| Work request |
Return every line from the records below in which the word "follows" is found.

Stored data entries
===============
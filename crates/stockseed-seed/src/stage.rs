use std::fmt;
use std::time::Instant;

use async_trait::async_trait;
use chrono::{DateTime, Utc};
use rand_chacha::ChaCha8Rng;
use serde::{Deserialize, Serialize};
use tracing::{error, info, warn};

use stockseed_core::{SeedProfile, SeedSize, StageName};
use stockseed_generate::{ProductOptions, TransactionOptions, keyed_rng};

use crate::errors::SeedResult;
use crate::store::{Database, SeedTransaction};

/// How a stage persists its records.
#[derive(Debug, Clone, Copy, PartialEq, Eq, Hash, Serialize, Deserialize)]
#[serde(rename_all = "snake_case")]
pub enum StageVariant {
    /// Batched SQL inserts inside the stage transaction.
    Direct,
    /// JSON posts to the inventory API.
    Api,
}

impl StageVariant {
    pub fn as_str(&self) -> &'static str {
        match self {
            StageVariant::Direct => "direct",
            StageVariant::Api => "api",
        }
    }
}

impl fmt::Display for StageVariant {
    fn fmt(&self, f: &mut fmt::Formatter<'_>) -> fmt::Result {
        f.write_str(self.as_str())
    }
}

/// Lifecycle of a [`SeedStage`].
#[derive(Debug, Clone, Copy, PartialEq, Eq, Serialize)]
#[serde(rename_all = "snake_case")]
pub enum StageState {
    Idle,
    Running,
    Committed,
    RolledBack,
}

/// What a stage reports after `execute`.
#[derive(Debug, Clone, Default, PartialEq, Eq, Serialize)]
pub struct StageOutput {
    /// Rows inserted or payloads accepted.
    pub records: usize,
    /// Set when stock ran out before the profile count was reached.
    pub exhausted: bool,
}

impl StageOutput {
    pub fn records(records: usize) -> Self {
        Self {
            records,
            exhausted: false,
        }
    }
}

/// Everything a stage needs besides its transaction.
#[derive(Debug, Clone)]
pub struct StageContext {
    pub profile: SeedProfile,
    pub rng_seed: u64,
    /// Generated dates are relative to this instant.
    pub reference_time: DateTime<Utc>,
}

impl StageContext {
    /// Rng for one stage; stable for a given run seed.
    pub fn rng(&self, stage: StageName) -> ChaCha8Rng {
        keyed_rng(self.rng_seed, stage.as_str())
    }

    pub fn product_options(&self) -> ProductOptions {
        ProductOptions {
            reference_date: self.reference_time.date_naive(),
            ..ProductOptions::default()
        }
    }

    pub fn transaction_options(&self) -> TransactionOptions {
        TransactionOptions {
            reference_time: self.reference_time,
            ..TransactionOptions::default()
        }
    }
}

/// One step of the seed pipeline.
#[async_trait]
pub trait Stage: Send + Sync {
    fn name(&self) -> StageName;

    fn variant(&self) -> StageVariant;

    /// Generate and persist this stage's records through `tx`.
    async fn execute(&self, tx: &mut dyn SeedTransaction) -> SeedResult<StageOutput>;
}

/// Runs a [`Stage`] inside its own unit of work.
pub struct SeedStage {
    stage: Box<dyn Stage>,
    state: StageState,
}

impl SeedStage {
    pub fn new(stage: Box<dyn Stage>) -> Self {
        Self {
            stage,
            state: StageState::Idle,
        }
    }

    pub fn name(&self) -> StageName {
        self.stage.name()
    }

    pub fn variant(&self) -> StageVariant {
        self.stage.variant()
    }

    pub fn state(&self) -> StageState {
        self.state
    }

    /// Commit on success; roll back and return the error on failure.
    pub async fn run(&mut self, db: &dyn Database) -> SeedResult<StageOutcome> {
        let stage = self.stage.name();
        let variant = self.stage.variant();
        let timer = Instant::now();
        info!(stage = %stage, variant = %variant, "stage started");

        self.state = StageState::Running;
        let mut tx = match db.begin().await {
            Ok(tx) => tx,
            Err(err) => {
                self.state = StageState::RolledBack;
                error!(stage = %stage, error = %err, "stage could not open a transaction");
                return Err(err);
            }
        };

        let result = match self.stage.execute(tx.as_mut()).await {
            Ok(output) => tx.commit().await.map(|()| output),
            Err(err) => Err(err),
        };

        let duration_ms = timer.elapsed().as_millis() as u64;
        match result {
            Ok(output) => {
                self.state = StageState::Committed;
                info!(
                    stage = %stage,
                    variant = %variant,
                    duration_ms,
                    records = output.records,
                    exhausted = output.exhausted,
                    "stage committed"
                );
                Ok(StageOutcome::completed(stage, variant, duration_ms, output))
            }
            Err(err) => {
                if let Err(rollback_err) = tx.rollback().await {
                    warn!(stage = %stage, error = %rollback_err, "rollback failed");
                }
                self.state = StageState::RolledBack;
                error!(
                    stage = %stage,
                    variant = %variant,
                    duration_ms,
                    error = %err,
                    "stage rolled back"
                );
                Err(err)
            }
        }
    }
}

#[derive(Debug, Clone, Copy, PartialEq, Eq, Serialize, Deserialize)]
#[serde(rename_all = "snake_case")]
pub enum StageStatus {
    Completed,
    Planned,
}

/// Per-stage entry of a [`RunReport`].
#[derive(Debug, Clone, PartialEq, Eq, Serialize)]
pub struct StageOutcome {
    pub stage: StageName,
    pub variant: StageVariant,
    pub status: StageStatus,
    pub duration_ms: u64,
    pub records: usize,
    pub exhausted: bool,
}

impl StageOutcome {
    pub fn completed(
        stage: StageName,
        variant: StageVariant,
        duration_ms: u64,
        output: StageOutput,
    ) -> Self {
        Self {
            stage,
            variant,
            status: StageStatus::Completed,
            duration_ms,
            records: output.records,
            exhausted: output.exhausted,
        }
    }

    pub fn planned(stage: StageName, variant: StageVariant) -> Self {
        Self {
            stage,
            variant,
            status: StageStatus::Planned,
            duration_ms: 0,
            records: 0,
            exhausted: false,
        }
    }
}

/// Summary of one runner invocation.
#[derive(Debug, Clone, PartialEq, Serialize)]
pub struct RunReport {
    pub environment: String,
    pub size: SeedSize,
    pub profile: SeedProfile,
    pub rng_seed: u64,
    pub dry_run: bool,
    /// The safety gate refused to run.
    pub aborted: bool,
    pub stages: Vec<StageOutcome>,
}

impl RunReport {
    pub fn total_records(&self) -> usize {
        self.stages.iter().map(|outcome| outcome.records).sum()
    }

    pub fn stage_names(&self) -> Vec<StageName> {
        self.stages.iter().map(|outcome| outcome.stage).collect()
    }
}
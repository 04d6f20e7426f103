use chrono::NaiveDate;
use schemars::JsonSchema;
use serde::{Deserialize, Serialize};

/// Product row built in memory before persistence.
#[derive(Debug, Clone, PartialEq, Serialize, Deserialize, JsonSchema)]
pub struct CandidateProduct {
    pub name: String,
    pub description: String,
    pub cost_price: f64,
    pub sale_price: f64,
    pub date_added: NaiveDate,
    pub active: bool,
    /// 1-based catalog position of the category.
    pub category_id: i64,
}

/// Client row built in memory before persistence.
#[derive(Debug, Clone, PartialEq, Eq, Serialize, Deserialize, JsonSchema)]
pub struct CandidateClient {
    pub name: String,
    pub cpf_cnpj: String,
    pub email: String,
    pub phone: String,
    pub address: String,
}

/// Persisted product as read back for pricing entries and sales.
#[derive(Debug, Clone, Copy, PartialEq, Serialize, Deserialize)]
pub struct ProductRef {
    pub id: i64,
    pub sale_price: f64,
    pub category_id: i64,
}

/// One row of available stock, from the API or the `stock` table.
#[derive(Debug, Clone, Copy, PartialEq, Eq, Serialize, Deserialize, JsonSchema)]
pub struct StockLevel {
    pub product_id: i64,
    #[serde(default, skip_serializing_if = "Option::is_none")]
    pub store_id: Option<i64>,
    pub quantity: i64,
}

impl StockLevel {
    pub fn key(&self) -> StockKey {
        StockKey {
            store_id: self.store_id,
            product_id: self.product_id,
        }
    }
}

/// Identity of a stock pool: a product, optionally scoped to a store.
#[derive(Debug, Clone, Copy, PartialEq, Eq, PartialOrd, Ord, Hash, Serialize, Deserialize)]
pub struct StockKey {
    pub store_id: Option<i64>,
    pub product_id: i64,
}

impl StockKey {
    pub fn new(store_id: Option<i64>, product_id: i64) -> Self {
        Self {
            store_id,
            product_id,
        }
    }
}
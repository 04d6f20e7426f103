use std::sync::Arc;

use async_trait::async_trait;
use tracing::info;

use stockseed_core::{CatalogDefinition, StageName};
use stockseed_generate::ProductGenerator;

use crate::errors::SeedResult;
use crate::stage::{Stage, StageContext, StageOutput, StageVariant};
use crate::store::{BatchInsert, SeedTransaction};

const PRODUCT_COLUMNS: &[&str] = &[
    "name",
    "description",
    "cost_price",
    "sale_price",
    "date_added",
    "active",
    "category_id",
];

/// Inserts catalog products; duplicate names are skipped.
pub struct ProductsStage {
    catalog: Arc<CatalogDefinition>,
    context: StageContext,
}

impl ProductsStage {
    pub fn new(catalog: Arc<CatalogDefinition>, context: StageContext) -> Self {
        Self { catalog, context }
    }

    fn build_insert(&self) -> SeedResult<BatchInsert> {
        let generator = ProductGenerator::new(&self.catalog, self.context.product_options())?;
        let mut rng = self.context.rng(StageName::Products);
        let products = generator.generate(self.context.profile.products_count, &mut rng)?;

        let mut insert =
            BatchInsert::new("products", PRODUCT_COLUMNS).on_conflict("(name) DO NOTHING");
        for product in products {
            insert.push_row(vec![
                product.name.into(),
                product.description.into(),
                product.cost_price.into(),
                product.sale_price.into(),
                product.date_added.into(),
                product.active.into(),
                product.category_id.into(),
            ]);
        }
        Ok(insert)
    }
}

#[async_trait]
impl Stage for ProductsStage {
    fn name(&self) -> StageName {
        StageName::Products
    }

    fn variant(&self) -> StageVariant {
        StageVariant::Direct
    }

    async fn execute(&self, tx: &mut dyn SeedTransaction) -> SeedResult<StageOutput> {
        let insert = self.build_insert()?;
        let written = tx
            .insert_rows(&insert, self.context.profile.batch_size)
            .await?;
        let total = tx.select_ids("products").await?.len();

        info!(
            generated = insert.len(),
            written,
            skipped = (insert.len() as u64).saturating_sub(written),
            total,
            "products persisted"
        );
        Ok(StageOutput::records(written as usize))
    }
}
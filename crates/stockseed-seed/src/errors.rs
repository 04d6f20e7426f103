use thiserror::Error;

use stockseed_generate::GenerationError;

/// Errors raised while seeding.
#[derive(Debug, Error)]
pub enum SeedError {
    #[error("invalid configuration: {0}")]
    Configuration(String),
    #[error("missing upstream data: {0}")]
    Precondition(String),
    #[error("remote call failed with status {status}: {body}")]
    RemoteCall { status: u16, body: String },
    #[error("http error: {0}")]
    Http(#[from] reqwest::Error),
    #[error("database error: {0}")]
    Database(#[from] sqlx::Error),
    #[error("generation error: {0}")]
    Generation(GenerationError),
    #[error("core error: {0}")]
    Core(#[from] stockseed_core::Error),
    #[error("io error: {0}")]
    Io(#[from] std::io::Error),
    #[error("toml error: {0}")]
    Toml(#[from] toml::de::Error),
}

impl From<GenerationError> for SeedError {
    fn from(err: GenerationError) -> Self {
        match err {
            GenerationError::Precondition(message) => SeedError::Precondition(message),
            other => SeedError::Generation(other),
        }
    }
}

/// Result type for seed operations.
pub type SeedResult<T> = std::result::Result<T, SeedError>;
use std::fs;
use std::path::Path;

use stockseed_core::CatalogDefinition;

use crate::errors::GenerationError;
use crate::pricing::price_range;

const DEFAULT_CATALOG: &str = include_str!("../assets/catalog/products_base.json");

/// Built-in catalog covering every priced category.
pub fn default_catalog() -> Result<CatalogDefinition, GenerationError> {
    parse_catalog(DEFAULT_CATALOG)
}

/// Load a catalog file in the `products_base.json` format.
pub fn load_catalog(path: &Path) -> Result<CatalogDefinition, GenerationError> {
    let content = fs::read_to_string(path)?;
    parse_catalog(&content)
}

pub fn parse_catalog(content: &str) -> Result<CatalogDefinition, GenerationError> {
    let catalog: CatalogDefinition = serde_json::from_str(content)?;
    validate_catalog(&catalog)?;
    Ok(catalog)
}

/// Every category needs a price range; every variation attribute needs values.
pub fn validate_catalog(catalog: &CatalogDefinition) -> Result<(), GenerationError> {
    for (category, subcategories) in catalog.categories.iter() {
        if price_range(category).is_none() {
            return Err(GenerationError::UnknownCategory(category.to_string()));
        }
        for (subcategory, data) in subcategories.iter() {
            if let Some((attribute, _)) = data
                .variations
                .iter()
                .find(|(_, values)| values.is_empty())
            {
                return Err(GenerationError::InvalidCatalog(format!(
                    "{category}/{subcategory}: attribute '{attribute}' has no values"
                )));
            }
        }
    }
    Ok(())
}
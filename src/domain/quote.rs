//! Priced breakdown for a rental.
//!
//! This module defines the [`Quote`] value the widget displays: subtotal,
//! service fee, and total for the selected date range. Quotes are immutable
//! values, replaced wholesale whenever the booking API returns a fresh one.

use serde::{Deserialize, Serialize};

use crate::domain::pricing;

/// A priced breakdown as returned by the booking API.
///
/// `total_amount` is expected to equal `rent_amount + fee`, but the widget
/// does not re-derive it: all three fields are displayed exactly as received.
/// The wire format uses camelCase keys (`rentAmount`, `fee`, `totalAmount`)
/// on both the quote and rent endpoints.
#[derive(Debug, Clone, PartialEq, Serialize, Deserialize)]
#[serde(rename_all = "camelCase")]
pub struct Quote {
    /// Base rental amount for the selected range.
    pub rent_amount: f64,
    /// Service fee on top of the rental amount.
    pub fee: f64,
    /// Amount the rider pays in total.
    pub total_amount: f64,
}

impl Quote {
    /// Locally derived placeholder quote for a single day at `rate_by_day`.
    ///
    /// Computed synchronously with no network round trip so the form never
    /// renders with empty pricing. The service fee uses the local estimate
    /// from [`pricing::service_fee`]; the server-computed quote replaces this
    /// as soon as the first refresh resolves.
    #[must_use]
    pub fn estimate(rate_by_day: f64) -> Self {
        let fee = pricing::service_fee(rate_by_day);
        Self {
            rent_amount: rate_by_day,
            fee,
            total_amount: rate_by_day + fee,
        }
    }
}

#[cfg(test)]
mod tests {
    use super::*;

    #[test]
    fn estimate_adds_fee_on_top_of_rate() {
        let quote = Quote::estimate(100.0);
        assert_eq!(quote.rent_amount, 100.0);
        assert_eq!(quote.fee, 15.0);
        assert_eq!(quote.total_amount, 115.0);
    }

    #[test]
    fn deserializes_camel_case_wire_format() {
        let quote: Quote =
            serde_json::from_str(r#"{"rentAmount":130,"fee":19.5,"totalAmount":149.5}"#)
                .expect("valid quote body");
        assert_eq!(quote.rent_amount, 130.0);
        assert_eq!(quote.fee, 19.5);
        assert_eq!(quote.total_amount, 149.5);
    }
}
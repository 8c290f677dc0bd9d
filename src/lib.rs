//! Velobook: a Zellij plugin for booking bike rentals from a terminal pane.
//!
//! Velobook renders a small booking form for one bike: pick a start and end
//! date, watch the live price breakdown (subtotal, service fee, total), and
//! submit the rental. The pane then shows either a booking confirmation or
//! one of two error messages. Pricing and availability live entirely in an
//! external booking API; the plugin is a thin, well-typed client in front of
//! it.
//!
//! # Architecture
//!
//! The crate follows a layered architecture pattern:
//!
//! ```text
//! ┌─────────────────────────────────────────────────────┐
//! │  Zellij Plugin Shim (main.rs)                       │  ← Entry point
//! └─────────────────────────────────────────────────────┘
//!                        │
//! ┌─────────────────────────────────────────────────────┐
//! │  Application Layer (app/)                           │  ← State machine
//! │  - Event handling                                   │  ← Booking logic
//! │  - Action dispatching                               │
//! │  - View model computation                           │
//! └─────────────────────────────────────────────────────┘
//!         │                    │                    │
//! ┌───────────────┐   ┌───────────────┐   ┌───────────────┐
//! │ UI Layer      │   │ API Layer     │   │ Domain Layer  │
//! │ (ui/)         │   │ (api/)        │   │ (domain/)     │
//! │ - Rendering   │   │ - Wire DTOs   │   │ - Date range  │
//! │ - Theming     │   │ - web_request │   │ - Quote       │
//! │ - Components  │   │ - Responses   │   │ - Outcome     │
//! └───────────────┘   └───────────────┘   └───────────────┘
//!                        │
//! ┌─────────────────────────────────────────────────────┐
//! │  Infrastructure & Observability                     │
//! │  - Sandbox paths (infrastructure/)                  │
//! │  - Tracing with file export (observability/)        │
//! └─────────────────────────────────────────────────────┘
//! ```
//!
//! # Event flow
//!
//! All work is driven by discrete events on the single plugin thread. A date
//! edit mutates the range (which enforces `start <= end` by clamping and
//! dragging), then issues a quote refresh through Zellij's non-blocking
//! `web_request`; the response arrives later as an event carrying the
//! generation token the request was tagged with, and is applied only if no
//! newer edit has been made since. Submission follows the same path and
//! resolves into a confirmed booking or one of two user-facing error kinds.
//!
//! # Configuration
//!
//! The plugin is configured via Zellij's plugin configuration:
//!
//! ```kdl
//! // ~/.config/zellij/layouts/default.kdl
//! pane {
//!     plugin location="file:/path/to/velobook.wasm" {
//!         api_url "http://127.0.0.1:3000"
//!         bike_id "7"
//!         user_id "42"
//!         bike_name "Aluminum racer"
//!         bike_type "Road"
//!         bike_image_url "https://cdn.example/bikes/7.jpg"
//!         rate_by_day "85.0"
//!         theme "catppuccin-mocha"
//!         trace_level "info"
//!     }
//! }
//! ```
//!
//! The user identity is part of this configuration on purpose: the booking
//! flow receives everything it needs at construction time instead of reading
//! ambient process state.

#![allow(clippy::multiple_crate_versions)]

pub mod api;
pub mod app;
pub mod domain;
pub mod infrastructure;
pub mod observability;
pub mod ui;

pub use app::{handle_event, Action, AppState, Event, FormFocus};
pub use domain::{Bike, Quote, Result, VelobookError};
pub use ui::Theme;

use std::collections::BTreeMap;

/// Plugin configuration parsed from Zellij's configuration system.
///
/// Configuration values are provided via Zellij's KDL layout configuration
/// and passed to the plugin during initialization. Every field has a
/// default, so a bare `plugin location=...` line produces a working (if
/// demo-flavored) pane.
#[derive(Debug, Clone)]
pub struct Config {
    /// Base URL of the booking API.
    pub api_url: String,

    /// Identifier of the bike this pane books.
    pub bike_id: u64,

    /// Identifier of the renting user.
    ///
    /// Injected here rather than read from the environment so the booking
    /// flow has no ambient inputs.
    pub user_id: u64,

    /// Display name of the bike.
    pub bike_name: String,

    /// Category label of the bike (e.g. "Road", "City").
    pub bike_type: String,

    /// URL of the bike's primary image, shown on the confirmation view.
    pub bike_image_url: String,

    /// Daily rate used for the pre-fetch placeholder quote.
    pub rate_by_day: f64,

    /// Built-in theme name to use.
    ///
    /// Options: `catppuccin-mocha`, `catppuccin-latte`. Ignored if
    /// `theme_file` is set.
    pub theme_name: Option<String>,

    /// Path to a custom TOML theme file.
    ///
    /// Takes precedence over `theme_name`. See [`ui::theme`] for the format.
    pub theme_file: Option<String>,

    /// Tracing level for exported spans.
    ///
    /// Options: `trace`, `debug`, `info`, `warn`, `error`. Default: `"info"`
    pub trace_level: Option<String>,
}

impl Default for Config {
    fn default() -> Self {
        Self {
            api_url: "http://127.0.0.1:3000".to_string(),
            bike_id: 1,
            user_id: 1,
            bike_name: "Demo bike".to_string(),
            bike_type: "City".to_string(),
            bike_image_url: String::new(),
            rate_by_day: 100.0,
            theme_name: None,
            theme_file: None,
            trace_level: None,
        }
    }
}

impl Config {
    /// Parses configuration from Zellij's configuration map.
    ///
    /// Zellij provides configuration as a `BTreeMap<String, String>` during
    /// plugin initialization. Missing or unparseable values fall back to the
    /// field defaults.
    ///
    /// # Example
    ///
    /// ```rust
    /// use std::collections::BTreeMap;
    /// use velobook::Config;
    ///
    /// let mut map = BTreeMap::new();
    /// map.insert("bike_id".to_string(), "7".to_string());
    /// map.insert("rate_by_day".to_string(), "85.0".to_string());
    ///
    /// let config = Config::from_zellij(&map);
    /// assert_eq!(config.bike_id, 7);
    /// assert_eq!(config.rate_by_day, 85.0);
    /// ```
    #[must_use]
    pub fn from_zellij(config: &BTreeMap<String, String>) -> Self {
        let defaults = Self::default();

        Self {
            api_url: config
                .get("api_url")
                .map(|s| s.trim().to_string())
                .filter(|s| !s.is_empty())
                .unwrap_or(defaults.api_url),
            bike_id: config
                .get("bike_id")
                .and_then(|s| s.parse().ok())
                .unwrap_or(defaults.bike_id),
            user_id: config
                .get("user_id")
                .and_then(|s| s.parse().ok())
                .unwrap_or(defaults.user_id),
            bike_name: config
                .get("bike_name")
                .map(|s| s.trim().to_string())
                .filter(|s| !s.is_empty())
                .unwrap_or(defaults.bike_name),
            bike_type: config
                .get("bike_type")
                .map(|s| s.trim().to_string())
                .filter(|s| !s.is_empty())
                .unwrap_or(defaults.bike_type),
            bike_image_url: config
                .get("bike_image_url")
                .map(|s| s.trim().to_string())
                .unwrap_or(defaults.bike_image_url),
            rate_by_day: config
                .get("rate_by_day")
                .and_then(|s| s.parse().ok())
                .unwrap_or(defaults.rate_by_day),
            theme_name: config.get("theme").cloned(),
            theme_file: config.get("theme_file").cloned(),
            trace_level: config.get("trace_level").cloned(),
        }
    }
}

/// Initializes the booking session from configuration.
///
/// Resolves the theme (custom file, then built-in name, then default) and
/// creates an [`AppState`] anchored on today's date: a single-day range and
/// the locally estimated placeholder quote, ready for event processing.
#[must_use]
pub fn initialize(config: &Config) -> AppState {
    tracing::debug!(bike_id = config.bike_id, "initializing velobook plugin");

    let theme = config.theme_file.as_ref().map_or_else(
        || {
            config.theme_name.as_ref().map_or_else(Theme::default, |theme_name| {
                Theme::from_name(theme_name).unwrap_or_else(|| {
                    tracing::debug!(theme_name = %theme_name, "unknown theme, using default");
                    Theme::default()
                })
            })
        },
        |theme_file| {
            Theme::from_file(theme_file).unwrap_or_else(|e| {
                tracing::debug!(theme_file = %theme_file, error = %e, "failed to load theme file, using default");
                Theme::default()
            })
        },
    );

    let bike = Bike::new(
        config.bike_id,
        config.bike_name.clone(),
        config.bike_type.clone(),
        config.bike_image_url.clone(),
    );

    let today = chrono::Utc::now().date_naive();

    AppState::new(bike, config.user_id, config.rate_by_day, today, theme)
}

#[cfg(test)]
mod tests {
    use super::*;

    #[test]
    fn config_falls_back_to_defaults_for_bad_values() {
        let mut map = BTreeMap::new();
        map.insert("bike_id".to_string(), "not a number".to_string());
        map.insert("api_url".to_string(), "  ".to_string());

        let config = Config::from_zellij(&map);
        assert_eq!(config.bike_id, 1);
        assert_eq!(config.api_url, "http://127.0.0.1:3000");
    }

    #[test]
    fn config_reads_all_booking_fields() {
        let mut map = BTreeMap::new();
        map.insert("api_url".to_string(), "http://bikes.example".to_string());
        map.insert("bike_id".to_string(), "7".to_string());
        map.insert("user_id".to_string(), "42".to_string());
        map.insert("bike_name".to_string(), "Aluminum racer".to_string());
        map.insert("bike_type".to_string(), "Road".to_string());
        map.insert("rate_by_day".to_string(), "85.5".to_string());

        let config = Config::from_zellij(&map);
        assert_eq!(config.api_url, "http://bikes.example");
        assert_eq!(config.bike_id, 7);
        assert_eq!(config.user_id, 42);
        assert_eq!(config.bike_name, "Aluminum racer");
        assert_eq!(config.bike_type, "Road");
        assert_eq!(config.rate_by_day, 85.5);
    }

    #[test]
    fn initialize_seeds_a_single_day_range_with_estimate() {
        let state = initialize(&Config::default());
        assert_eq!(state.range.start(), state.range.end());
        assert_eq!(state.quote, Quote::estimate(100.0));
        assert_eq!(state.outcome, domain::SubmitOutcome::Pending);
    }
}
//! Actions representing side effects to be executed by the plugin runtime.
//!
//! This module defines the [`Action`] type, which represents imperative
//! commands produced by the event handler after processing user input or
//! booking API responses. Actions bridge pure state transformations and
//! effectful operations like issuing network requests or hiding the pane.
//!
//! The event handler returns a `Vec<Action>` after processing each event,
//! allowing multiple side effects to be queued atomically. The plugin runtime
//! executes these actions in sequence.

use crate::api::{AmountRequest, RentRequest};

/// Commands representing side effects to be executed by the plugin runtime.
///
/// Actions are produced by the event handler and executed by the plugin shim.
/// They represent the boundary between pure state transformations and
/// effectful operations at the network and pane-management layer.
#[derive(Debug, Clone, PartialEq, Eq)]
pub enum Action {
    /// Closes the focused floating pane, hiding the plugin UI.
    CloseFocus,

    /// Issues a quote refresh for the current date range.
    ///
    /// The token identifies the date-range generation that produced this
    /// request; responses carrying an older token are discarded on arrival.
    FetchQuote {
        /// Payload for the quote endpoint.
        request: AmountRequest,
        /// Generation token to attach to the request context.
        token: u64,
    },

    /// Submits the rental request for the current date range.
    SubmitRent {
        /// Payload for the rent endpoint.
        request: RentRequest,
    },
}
===============
| Response to this task |
//! The crate follows a layered architecture pattern:
//! newer edit has been made since. Submission follows the same path and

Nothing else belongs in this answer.